Kevin Drum opines about the increasing hemmorhage of conservative voters away from Bush. This is an unsurprising trend--I've written about Bush's declining approval ratings before, and recent polling patterns do seem to support my contention that the more Americans see of Bush's day-to-day governing, the less they like him--and that it takes exceptional events, like 9/11 or Saddam's capture, to give him a temporary bump in the polls. I think we have yet to see what Bush's baseline support is, and I'm betting it's in the 40s at best.
Bush's re-election numbers are in free-fall. The more informed Americans get about Bush, the less inclined they are to give him another four years. As far as I can tell, the people who still support Bush for re-election tend to fall into three categories:
1) Those who are informed and realize, on some level, that the Bush administration is too incompetent to run this country and is enacting policies that are detrimental to it in the long term, but are either too dishonest or too selfish to kick "their" party out of office. The best we can hope for from these people is that they'll be so disgusted with Bush's betrayals on issues important to them that they'll stay home on election day--but most of them will probably pull the lever just to keep a Republican in office.
2) Those who are simply uninformed--whether from stupidity, lack of opportunity, willful ignorance, or because they reject sources of input that challenge their beliefs. These people are sometimes reachable--but it's going to take the right blunder by Bush, or combination thereof, to do it. He keeps piling them on, so there's hope yet.
3) Those who think the so-called "War on Terror" trumps all other issues, and that Bush is the best man to prosecute this struggle. Some of them are of the xenophobic, France-bashing, hawkish bent, and these are simply not worth spending your time on. They cannot be reached, because all of Bush's "diplomatic" traits which we see as catastrophic, they see as laudable.

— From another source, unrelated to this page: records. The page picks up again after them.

use std::collections::HashMap;

use umbra_type::types::{Type, TypeId, TypeStore};

use crate::context::BDD_HANDLE;
use crate::errors::CodegenError;
use crate::lift::ops_type;

/// Index of one registered operator table. Renders to the name of the
/// target-level constant serving every call site of the same type shape.
#[derive(Debug, Clone, Copy, PartialEq, Eq, Hash)]
pub struct OpsIndex(u32);

impl OpsIndex {
  pub fn constant_name(&self) -> String {
    format!("ops_{}", self.0)
  }

  #[inline]
  pub fn index(&self) -> u32 {
    self.0
  }
}

#[derive(Debug, Clone)]
pub struct OpsEntry {
  pub ops_type: String,
  pub ctor: String,
}

/// Deduplicating registry of operator tables, keyed on the canonical type
/// id (structural, since the type store interns). Indices are dense and
/// assigned in first-request order; the epilogue emits entries in the same
/// order, which keeps every definition ahead of its uses because children
/// are registered before their containers.
#[derive(Debug, Default)]
pub struct OpsRegistry {
  by_type: HashMap<TypeId, OpsIndex>,
  entries: Vec<OpsEntry>,
}

impl OpsRegistry {
  pub fn new() -> Self {
    Self::default()
  }

  pub fn register(
    &mut self,
    types: &TypeStore,
    ty: TypeId,
  ) -> Result<OpsIndex, CodegenError> {
    let ty = types.canonical(ty);
    if let Some(&index) = self.by_type.get(&ty) {
      return Ok(index);
    }

    let ctor = match types.get(&ty) {
      Type::Bool | Type::Int | Type::Float => {
        format!("new {}({})", ops_type(types, ty)?, BDD_HANDLE)
      },
      Type::Seq(element) => {
        let element_ops = self.register(types, *element)?;
        format!(
          "new {}({}, {})",
          ops_type(types, ty)?,
          BDD_HANDLE,
          element_ops.constant_name()
        )
      },
      Type::Map { value, .. } => {
        let value_ops = self.register(types, *value)?;
        format!(
          "new {}({}, {})",
          ops_type(types, ty)?,
          BDD_HANDLE,
          value_ops.constant_name()
        )
      },
      other => return Err(CodegenError::registry_shape(format!("{:?}", other))),
    };

    let index = OpsIndex(self.entries.len() as u32);
    self.entries.push(OpsEntry {
      ops_type: ops_type(types, ty)?,
      ctor,
    });
    self.by_type.insert(ty, index);
    Ok(index)
  }

  /// Registered entries in index order.
  pub fn entries(&self) -> &[OpsEntry] {
    &self.entries
  }

  pub fn len(&self) -> usize {
    self.entries.len()
  }

  pub fn is_empty(&self) -> bool {
    self.entries.is_empty()
  }
}
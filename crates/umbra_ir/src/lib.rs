pub mod decl;
pub mod expr;
pub mod stmt;

pub use decl::{Decl, DeclId, DeclKind, EventDecl, FunctionDecl, MachineDecl, VariableDecl};
pub use expr::{BinOp, Expr, ExprId, ExprKind};
pub use stmt::{Stmt, StmtId, StmtKind};

use umbra_type::Store;

/// The global scope: declarations in deterministic enumeration order.
#[derive(Debug, Clone, Default)]
pub struct Scope {
  pub declarations: Vec<DeclId>,
}

/// One compilation unit: every IR arena plus the global scope.
///
/// The IR is fully typed and scope-resolved before it reaches a backend;
/// expression nodes carry their canonicalisable type and variable reads
/// reference declarations directly.
#[derive(Debug, Clone, Default)]
pub struct Program {
  pub decls: Store<Decl>,
  pub stmts: Store<Stmt>,
  pub exprs: Store<Expr>,
  pub scope: Scope,
}

impl Program {
  pub fn new() -> Self {
    Self::default()
  }
}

Some of them, like Michael Totten, are latter-day converts to hawkish foreign policy, and /can/ be swayed--if they can be convincingly shown that a Democrat can protect America better than Bush.
First of all, my apologies to those of my readers--all five of you--who've been wondering where I've been. It's not that there hasn't been anything newsworthy to blog, it's that I've been caught up in the hubbub of a cross-country move and job hunt.

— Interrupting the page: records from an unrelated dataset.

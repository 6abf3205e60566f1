use std::fmt;

#[derive(Debug, Clone)]
pub enum CodegenError {
  /// A construct the symbolic backend does not handle yet.
  Unsupported {
    context: String,
    construct: String,
  },
  /// An expression reached the lvalue emitter that cannot be assigned to.
  InvalidLvalue {
    expression: String,
  },
  /// A type shape with no operator-table constructor was registered.
  RegistryShape {
    type_repr: String,
  },
}

impl CodegenError {
  pub fn unsupported(
    context: impl Into<String>,
    construct: impl Into<String>,
  ) -> Self {
    Self::Unsupported {
      context: context.into(),
      construct: construct.into(),
    }
  }

  pub fn invalid_lvalue(expression: impl Into<String>) -> Self {
    Self::InvalidLvalue {
      expression: expression.into(),
    }
  }

  pub fn registry_shape(type_repr: impl Into<String>) -> Self {
    Self::RegistryShape {
      type_repr: type_repr.into(),
    }
  }
}

impl fmt::Display for CodegenError {
  fn fmt(
    &self,
    f: &mut fmt::Formatter<'_>,
  ) -> fmt::Result {
    match self {
      CodegenError::Unsupported { context, construct } => {
        write!(f, "SYM0001 Unsupported construct in {}: {}", context, construct)
      },
      CodegenError::InvalidLvalue { expression } => {
        write!(f, "SYM0002 Invalid assignment target: {}", expression)
      },
      CodegenError::RegistryShape { type_repr } => {
        write!(f, "SYM0003 No operator table for type shape: {}", type_repr)
      },
    }
  }
}

impl std::error::Error for CodegenError {}
//! Build-time integrity checks over rendered output
//!
//! Every `src`/`href` in a rendered HTML file that points into the site
//! must resolve to a file the build emits. Root-relative references must
//! carry the base path, since a forgotten `{{ site.baseurl }}` is the
//! usual way a link breaks once the site is served from a subdirectory.

use lazy_static::lazy_static;
use regex::Regex;
use std::collections::BTreeSet;

use crate::config::SiteConfig;
use crate::error::{BuildReport, SiteError};
use crate::generator::RenderedSite;
use crate::helpers::{decode_url, is_external, resolve_relative};

lazy_static! {
    static ref REFERENCE: Regex =
        Regex::new(r#"<[a-zA-Z][^<>]*?\s(src|href)\s*=\s*(?:"([^"]*)"|'([^']*)')"#).unwrap();
    static ref SCRIPT: Regex = Regex::new(r"(?is)(<script\b[^>]*>).*?</script>").unwrap();
    static ref STYLE: Regex = Regex::new(r"(?is)(<style\b[^>]*>).*?</style>").unwrap();
    static ref COMMENT: Regex = Regex::new(r"(?s)<!--.*?-->").unwrap();
}

/// A reference found in a page
#[derive(Debug, Clone, PartialEq, Eq)]
pub struct Reference {
    /// `src` or `href`
    pub attribute: &'static str,
    pub value: String,
}

/// `src`/`href` values in `html`, outside scripts, styles and comments
pub fn references(html: &str) -> Vec<Reference> {
    let html = COMMENT.replace_all(html, "");
    let html = SCRIPT.replace_all(&html, "$1</script>");
    let html = STYLE.replace_all(&html, "$1</style>");

    REFERENCE
        .captures_iter(&html)
        .filter_map(|caps| {
            let attribute = if &caps[1] == "src" { "src" } else { "href" };
            let value = caps.get(2).or_else(|| caps.get(3))?.as_str();
            Some(Reference {
                attribute,
                value: value.replace("&amp;", "&"),
            })
        })
        .collect()
}

/// Check every internal reference in every rendered HTML file
pub fn check_references(site: &RenderedSite, config: &SiteConfig) -> BuildReport {
    let mut report = BuildReport::new();
    let base = config.base_path();

    for (output, origin, html) in site.html_pages() {
        let page_url = format!("/{}", output);
        let mut seen = BTreeSet::new();

        for reference in references(html) {
            let Some(target) = internal_path(&reference.value) else {
                continue;
            };
            if !seen.insert(reference.value.clone()) {
                continue;
            }

            let resolved = if target.starts_with('/') {
                strip_base(&target, &base)
            } else {
                Some(resolve_relative(&page_url, &target))
            };

            let found = resolved.as_deref().is_some_and(|path| resolves(site, path));
            if !found {
                tracing::debug!("{}: unresolved {} `{}`", origin, reference.attribute, reference.value);
                report.push(missing(origin, &reference, &target));
            }
        }
    }

    report
}

/// The path part of a site-internal reference, percent-decoded
fn internal_path(value: &str) -> Option<String> {
    let value = value.trim();
    if value.is_empty() || value.starts_with('#') || is_external(value) {
        return None;
    }
    let end = value.find(['?', '#']).unwrap_or(value.len());
    let path = &value[..end];
    if path.is_empty() {
        return None;
    }
    Some(decode_url(path))
}

/// Remove the base path from a root-relative reference; `None` when the
/// reference lies outside it
fn strip_base(path: &str, base: &str) -> Option<String> {
    if base.is_empty() {
        return Some(path.to_string());
    }
    if path == base {
        return Some("/".to_string());
    }
    path.strip_prefix(base)
        .filter(|rest| rest.starts_with('/'))
        .map(str::to_string)
}

/// Whether a site path names an emitted file, as a static server would map it
fn resolves(site: &RenderedSite, path: &str) -> bool {
    let path = path.trim_start_matches('/');
    if path.is_empty() {
        return site.contains("index.html");
    }
    if let Some(dir) = path.strip_suffix('/') {
        return site.contains(&format!("{}/index.html", dir));
    }
    site.contains(path)
        || site.contains(&format!("{}/index.html", path))
        || site.contains(&format!("{}.html", path))
}

fn missing(origin: &str, reference: &Reference, target: &str) -> SiteError {
    let last = target.rsplit('/').next().unwrap_or(target);
    let is_page = match last.rsplit_once('.') {
        Some((_, ext)) => matches!(ext.to_ascii_lowercase().as_str(), "html" | "htm"),
        None => true,
    };

    if reference.attribute == "src" || !is_page {
        SiteError::MissingAsset {
            file: origin.to_string(),
            href: reference.value.clone(),
        }
    } else {
        SiteError::BrokenLink {
            file: origin.to_string(),
            href: reference.value.clone(),
        }
    }
}
//! Permalink patterns and output paths

use chrono::{DateTime, FixedOffset};
use lazy_static::lazy_static;
use regex::{Captures, Regex};

lazy_static! {
    static ref PLACEHOLDER: Regex = Regex::new(r":([a-z_]+)").unwrap();
}

/// Values available to a permalink pattern
#[derive(Debug, Clone, Copy)]
pub struct UrlParts<'a> {
    pub date: Option<&'a DateTime<FixedOffset>>,
    /// Slug taken from the file name
    pub title: &'a str,
    pub categories: &'a [String],
    /// Extension of the rendered file, with the dot (`.html`)
    pub output_ext: &'a str,
    /// Source path relative to the source dir, without extension
    pub path: &'a str,
}

/// Expand `:placeholders` in a permalink pattern and normalize the result.
///
/// Unknown placeholders are kept as written. Date placeholders expand to
/// nothing for items without a date.
pub fn expand(pattern: &str, parts: &UrlParts<'_>) -> String {
    let expanded = PLACEHOLDER.replace_all(pattern, |caps: &Captures| {
        placeholder(&caps[1], parts).unwrap_or_else(|| caps[0].to_string())
    });
    normalize(&expanded)
}

fn placeholder(name: &str, parts: &UrlParts<'_>) -> Option<String> {
    let date = |fmt: &str| {
        parts
            .date
            .map(|d| d.format(fmt).to_string())
            .unwrap_or_default()
    };

    let value = match name {
        "year" => date("%Y"),
        "short_year" => date("%y"),
        "month" => date("%m"),
        "i_month" => date("%-m"),
        "day" => date("%d"),
        "i_day" => date("%-d"),
        "y_day" => date("%j"),
        "hour" => date("%H"),
        "minute" => date("%M"),
        "second" => date("%S"),
        "title" => parts.title.to_string(),
        "slug" => slug::slugify(parts.title),
        "categories" => parts
            .categories
            .iter()
            .map(|c| slug::slugify(c))
            .filter(|c| !c.is_empty())
            .collect::<Vec<_>>()
            .join("/"),
        "output_ext" => parts.output_ext.to_string(),
        "path" => parts.path.to_string(),
        "basename" => parts
            .path
            .rsplit('/')
            .next()
            .unwrap_or(parts.path)
            .to_string(),
        _ => return None,
    };
    Some(value)
}

/// Collapse empty segments and make the URL absolute; a trailing slash is kept
pub fn normalize(url: &str) -> String {
    let trailing = url.ends_with('/');
    let parts: Vec<&str> = url.split('/').filter(|p| !p.is_empty()).collect();
    if parts.is_empty() {
        return "/".to_string();
    }

    let mut result = format!("/{}", parts.join("/"));
    if trailing {
        result.push('/');
    }
    result
}

/// Whether a URL has `.` or `..` segments, which would point outside the
/// file its permalink names
pub fn has_dot_segments(url: &str) -> bool {
    url.split('/').any(|part| part == "." || part == "..")
}

/// Default URL of a page: its source path with the output extension,
/// with `index` files mapping to their directory
pub fn page_url(source: &str, output_ext: &str) -> String {
    let without_ext = strip_extension(source);
    if without_ext == "index" || without_ext.ends_with("/index") {
        normalize(&format!("/{}/", without_ext.trim_end_matches("index")))
    } else {
        normalize(&format!("/{}{}", without_ext, output_ext))
    }
}

/// Remove the final extension of a `/`-separated path
pub fn strip_extension(path: &str) -> &str {
    match path.rfind('.') {
        Some(dot) if dot > 0 && !path[dot..].contains('/') => &path[..dot],
        _ => path,
    }
}

/// File written for a URL, relative to the destination directory.
///
/// `/a/` and `/a` both become `a/index.html`; URLs whose last segment
/// has an extension are written as-is.
pub fn output_file(url: &str) -> String {
    let path = url.trim_start_matches('/');
    if path.is_empty() || path.ends_with('/') {
        return format!("{}index.html", path);
    }

    let last = path.rsplit('/').next().unwrap_or(path);
    if last.contains('.') {
        path.to_string()
    } else {
        format!("{}/index.html", path)
    }
}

I need to break my silence, though, and I've been itching to comment on the gay marriage issue that was so recently pushed to the forefront of national news. Time Magazine has an article profiling San Francisco Mayor Gavin Newsom and his recent decision to open marriage licenses to same-sex couples, and I think the headline of the article--I Do ... No, You Don't!--is a uniquely insightful comment on the motivations of those opposed to gay marriage.
Many in the blogosphere have already weighed in on this matter. Josh Marshall has a very honest bit of soul-searching that is well worth a read, particularly for those who are on the fence with this issue. Andrew Sullivan, of course, has been all over this, and while his legendary disingenuousness requires one to take what he writes with a salt shaker, he's close enough to this issue personally that he's hitting many of the right notes. Calpundit has a pretty good roundup of links. And Glenn Reynolds, to whom I'm averse to linking, isn't the first or the last person to compare Newsom's actions to that of Judge Roy Moore--you know, the Alabama judge who put Ten Commandments monument in his courthouse and defied a court order to remove it.

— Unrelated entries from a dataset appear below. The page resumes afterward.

//! Generator module - renders the whole site in memory, then writes it
//!
//! Nothing touches the destination until every item, listing and check
//! has succeeded.

pub mod feed;
pub mod listing;

use anyhow::{bail, Context as _, Result};
use serde::Serialize;
use serde_json::Value;
use std::collections::btree_map::Entry;
use std::collections::{BTreeMap, HashMap};
use std::fs;
use std::path::{Component, Path, PathBuf};
use tera::Context;

use crate::check;
use crate::config::SiteConfig;
use crate::content::{permalink, ContentItem, ContentSet, MarkdownRenderer, SiteIndex};
use crate::error::{BuildFailed, BuildReport, SiteError};
use crate::templates::{Includes, LayoutSet, Link, Liquid, PageData, Scope, SiteData};

use feed::SitemapEntry;
use listing::ListingGenerator;

/// Contents of one output file
#[derive(Debug, Clone)]
pub enum OutputContent {
    Rendered(String),
    /// Copied byte-for-byte from this source file
    Copy(PathBuf),
}

#[derive(Debug, Clone)]
pub struct OutputFile {
    /// Source path or listing that produced the file
    pub origin: String,
    pub content: OutputContent,
}

/// Every file a build emits, keyed by path relative to the destination
#[derive(Debug, Default)]
pub struct RenderedSite {
    files: BTreeMap<String, OutputFile>,
}

impl RenderedSite {
    /// Add an output file; a second producer of the same path is an error
    pub fn insert(
        &mut self,
        path: String,
        origin: &str,
        content: OutputContent,
    ) -> Result<(), SiteError> {
        match self.files.entry(path) {
            Entry::Occupied(existing) => Err(SiteError::DuplicatePermalink {
                output: existing.key().clone(),
                first: existing.get().origin.clone(),
                second: origin.to_string(),
            }),
            Entry::Vacant(slot) => {
                slot.insert(OutputFile {
                    origin: origin.to_string(),
                    content,
                });
                Ok(())
            }
        }
    }

    pub fn contains(&self, path: &str) -> bool {
        self.files.contains_key(path)
    }

    pub fn get(&self, path: &str) -> Option<&OutputFile> {
        self.files.get(path)
    }

    pub fn len(&self) -> usize {
        self.files.len()
    }

    pub fn is_empty(&self) -> bool {
        self.files.is_empty()
    }

    pub fn iter(&self) -> impl Iterator<Item = (&str, &OutputFile)> {
        self.files.iter().map(|(path, file)| (path.as_str(), file))
    }

    /// Rendered HTML files: (output path, origin, html)
    pub fn html_pages(&self) -> impl Iterator<Item = (&str, &str, &str)> {
        self.files.iter().filter_map(|(path, file)| match &file.content {
            OutputContent::Rendered(html) if is_html(path) => {
                Some((path.as_str(), file.origin.as_str(), html.as_str()))
            }
            _ => None,
        })
    }
}

fn is_html(path: &str) -> bool {
    path.ends_with(".html") || path.ends_with(".htm")
}

/// Body of an item after substitution and Markdown
#[derive(Debug, Clone)]
struct RenderedBody {
    html: String,
    excerpt: Option<String>,
}

/// Renders a loaded content set
pub struct Generator<'a> {
    config: &'a SiteConfig,
    layouts: &'a LayoutSet,
    includes: &'a Includes,
    markdown: MarkdownRenderer,
}

impl<'a> Generator<'a> {
    pub fn new(config: &'a SiteConfig, layouts: &'a LayoutSet, includes: &'a Includes) -> Self {
        Self {
            config,
            layouts,
            includes,
            markdown: MarkdownRenderer::with_options(&config.highlight),
        }
    }

    /// Render every item, listing and asset, then run the integrity checks
    pub fn render(&self, content: &ContentSet) -> Result<RenderedSite, BuildFailed> {
        let mut report = BuildReport::new();

        for item in content.items() {
            if !self.layouts.contains(&item.layout) {
                report.push(SiteError::UnknownLayout {
                    file: item.source.clone(),
                    layout: item.layout.clone(),
                });
            }
        }

        let index = SiteIndex::build(content.items());
        let liquid = Liquid::new(self.config, &index, self.includes);
        let neighbours = neighbours(&content.posts);

        // Bodies see `site` without excerpts, which only exist after this pass
        let body_site = to_value(&SiteData::new(
            self.config,
            &content.posts,
            &content.pages,
            &BTreeMap::new(),
        ));
        let mut bodies = BTreeMap::new();
        for item in content.items() {
            let page = self.page_data(item, &neighbours);
            match self.render_body(&liquid, item, &body_site, &page) {
                Ok(body) => {
                    bodies.insert(item.source.clone(), body);
                }
                Err(e) => report.push(e),
            }
        }

        let excerpts: BTreeMap<String, String> = bodies
            .iter()
            .filter_map(|(source, body)| Some((source.clone(), body.excerpt.clone()?)))
            .collect();
        let site_data = SiteData::new(self.config, &content.posts, &content.pages, &excerpts);
        let site_value = to_value(&site_data);

        let mut site = RenderedSite::default();
        for item in content.items() {
            let Some(body) = bodies.get(&item.source) else {
                continue;
            };
            if !self.layouts.contains(&item.layout) {
                continue;
            }

            let mut page = self.page_data(item, &neighbours);
            page.excerpt = body.excerpt.clone();
            let mut context = Context::new();
            context.insert("site", &site_value);
            context.insert("page", &page);

            let html = match self
                .layouts
                .render(&item.layout, &context, &body.html, &item.source)
            {
                Ok(html) => html,
                Err(e) => {
                    report.push(e);
                    continue;
                }
            };
            if let Err(e) = site.insert(
                item.output_file(),
                &item.source,
                OutputContent::Rendered(html),
            ) {
                report.push(e);
            }
        }

        let listings = ListingGenerator::new(self.config, self.layouts, &site_data, &site_value)
            .generate(&mut report);
        let mut sitemap_entries = sitemap_entries(content);
        for listing in listings {
            sitemap_entries.push(SitemapEntry {
                url: listing.url.clone(),
                lastmod: None,
            });
            if let Err(e) = site.insert(
                permalink::output_file(&listing.url),
                &listing.origin,
                OutputContent::Rendered(listing.html),
            ) {
                report.push(e);
            }
        }

        if self.config.feed.enable {
            let contents: BTreeMap<String, String> = bodies
                .iter()
                .map(|(source, body)| (source.clone(), body.html.clone()))
                .collect();
            let atom = feed::atom(self.config, &site_data, &contents);
            let path = permalink::output_file(&permalink::normalize(&self.config.feed.path));
            if let Err(e) = site.insert(path, "Atom feed", OutputContent::Rendered(atom)) {
                report.push(e);
            }
        }

        if self.config.sitemap {
            let xml = feed::sitemap(self.config, &sitemap_entries);
            if let Err(e) = site.insert(
                "sitemap.xml".to_string(),
                "sitemap",
                OutputContent::Rendered(xml),
            ) {
                report.push(e);
            }
        }

        for asset in &content.assets {
            if let Err(e) = site.insert(
                asset.output_file().to_string(),
                &asset.source,
                OutputContent::Copy(asset.full_source.clone()),
            ) {
                report.push(e);
            }
        }

        // Links into items that failed to render would only repeat those errors
        if self.config.check_links && report.is_empty() {
            report.extend(check::check_references(&site, self.config));
        }

        report.into_result()?;
        tracing::debug!("Rendered {} output files", site.len());
        Ok(site)
    }

    fn page_data(
        &self,
        item: &ContentItem,
        neighbours: &HashMap<String, (Option<Link>, Option<Link>)>,
    ) -> PageData {
        let mut page = PageData::from_item(item, self.config);
        if let Some((previous, next)) = neighbours.get(&item.source) {
            page.previous = previous.clone();
            page.next = next.clone();
        }
        page
    }

    fn render_body(
        &self,
        liquid: &Liquid<'_>,
        item: &ContentItem,
        site: &Value,
        page: &PageData,
    ) -> Result<RenderedBody, SiteError> {
        let page = to_value(page);
        let scope = Scope {
            site,
            page: &page,
            include: None,
        };
        let text = liquid.render(&item.body, item.markdown, &scope, &item.source)?;
        let excerpt =
            MarkdownRenderer::split_excerpt(&text, &self.config.excerpt_separator, item.markdown);

        let render = |text: &str| {
            if item.markdown {
                self.markdown.render(text)
            } else {
                text.to_string()
            }
        };
        Ok(RenderedBody {
            html: render(&text),
            excerpt: excerpt.map(render),
        })
    }
}

/// Older/newer links among visible posts, keyed by source path
fn neighbours(posts: &[ContentItem]) -> HashMap<String, (Option<Link>, Option<Link>)> {
    let visible: Vec<&ContentItem> = posts.iter().filter(|p| !p.hidden).collect();
    visible
        .iter()
        .enumerate()
        .map(|(i, post)| {
            let previous = visible.get(i + 1).map(|p| Link::from(*p));
            let next = i
                .checked_sub(1)
                .and_then(|j| visible.get(j))
                .map(|p| Link::from(*p));
            (post.source.clone(), (previous, next))
        })
        .collect()
}

/// Visible HTML items for the sitemap
fn sitemap_entries(content: &ContentSet) -> Vec<SitemapEntry> {
    content
        .items()
        .filter(|item| !item.hidden && is_html(&item.output_file()))
        .map(|item| SitemapEntry {
            url: item.url.clone(),
            lastmod: item.date.map(|d| d.format("%Y-%m-%d").to_string()),
        })
        .collect()
}

fn to_value<T: Serialize>(value: &T) -> Value {
    serde_json::to_value(value).unwrap_or_default()
}

/// Replace the destination with the rendered site
pub fn write_site(site: &RenderedSite, source_dir: &Path, dest_dir: &Path) -> Result<()> {
    let source = source_dir
        .canonicalize()
        .with_context(|| format!("Failed to resolve {:?}", source_dir))?;
    let dest = dest_dir.canonicalize().unwrap_or_else(|_| dest_dir.to_path_buf());
    if dest == source || source.starts_with(&dest) {
        bail!(
            "Refusing to write into {:?}: it contains the source directory",
            dest_dir
        );
    }

    let outside = |path: &str| {
        !Path::new(path)
            .components()
            .all(|c| matches!(c, Component::Normal(_)))
    };
    if let Some((path, _)) = site.iter().find(|(path, _)| outside(path)) {
        bail!("Refusing to write {:?} outside {:?}", path, dest_dir);
    }

    if dest_dir.exists() {
        fs::remove_dir_all(dest_dir)
            .with_context(|| format!("Failed to clear {:?}", dest_dir))?;
    }
    fs::create_dir_all(dest_dir).with_context(|| format!("Failed to create {:?}", dest_dir))?;

    for (path, file) in site.iter() {
        let output = dest_dir.join(path);
        if let Some(parent) = output.parent() {
            fs::create_dir_all(parent)
                .with_context(|| format!("Failed to create dir {:?}", parent))?;
        }
        match &file.content {
            OutputContent::Rendered(text) => fs::write(&output, text)
                .with_context(|| format!("Failed to write {:?}", output))?,
            OutputContent::Copy(from) => {
                fs::copy(from, &output)
                    .with_context(|| format!("Failed to copy {:?} to {:?}", from, output))?;
            }
        }
        tracing::debug!("Generated: {}", path);
    }

    Ok(())
}
//! Configuration module

mod site;

pub use site::FeedConfig;
pub use site::HighlightConfig;
pub use site::ListingsConfig;
pub use site::SiteConfig;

A few thoughts spring to mind, here.
There are differences, of course--but ultimately, the difference for me is that I think that Newsom's cause is just and correct, and that Moore's is not. I believe that Newsom is fighting for equality, whereas Moore was trying to insert his religion into a place it has no business being.
The word "sacred" has no place in this equation. When someone starts talking about the "sanctity of marriage", they have left the realms of law and logic and revealed that their argument rests on the shaky foundation of religious bigotry.
More to come, I'm sure. But that'll do for now.